Oh, sure, they’ve been thinking about the whole bird flu thing. But what about zombies?
“When it comes to defending ourselves against an army of reanimated human corpses, the officials in charge have fallen asleep at the wheel,” [Pittsburgh Mayor Tom] Murphy said. “Who’s in charge of sweep-and-burn missions to clear out infected areas? Who’s going to guard the cemeteries at night? If zombies were to arrive in the city tomorrow, we’d all be roaming the earth in search of human brains by Friday.”
I’m afraid it’s all too likely that zombie-preparedness has been neglected in New Orleans, especially given former FEMA head Brown’s focus on tasty food—other than human brains.
At 11:20 a.m. Aug. 31, Bahamonde e-mailed Brown, “Sir, I know that you know the situation is past critical . . . thousands gathering in the streets with no food or water . . . estimates are many will die within hours.”
At 2:27 p.m., however, Brown press secretary Sharon Worthy wrote colleagues to schedule an interview for Brown on MSNBC’s “Scarborough Country” and to give him more time to eat dinner because Baton Rouge restaurants were getting busy: “He needs much more that 20 or 30 minutes.”
I was born in Savannah, GA, and raised just outside the city; I spent many a happy childhood hour playing on the various above-ground crypts which enhance the picturesque nature of the city.

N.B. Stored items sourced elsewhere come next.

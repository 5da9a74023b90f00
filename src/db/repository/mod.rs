//! Repository layer: entity-scoped database operations.
//!
//! All public functions are re-exported here so callers can write
//! `db::repository::insert_message(..)` without knowing the file split.

mod encounter;
mod message;

use chrono::{DateTime, SecondsFormat, Utc};

use super::DatabaseError;

pub use encounter::*;
pub use message::*;

/// Fixed-width RFC 3339 (microseconds, `Z`) so that string order in SQLite
/// matches chronological order.
pub(crate) fn to_db_timestamp(ts: &DateTime<Utc>) -> String {
    ts.to_rfc3339_opts(SecondsFormat::Micros, true)
}

pub(crate) fn parse_db_timestamp(raw: &str) -> Result<DateTime<Utc>, DatabaseError> {
    DateTime::parse_from_rfc3339(raw)
        .map(|ts| ts.with_timezone(&Utc))
        .map_err(|e| DatabaseError::ConstraintViolation(format!("bad timestamp {raw:?}: {e}")))
}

You can bet your life we were armed to the teeth against possible zombie intrusions. Wait, maybe that was just the paranoia talking after my parents were in on that big shipment of DMT from out west when I was a kid. When my mom woke up still tripping on the third day, stuttering things like “wheels of fire…wheels within wheels…” I knew things were bad. But by then I could totally make pancakes and stuff, so me and my 3-year-old brother were fine. Wait, what was I saying? Yeah. Zombie preparedeness. Don’t rely on the government. Y’all are going to be on your own. Mmmmm, braaiins. It makes the pain go away. The pain of being dead.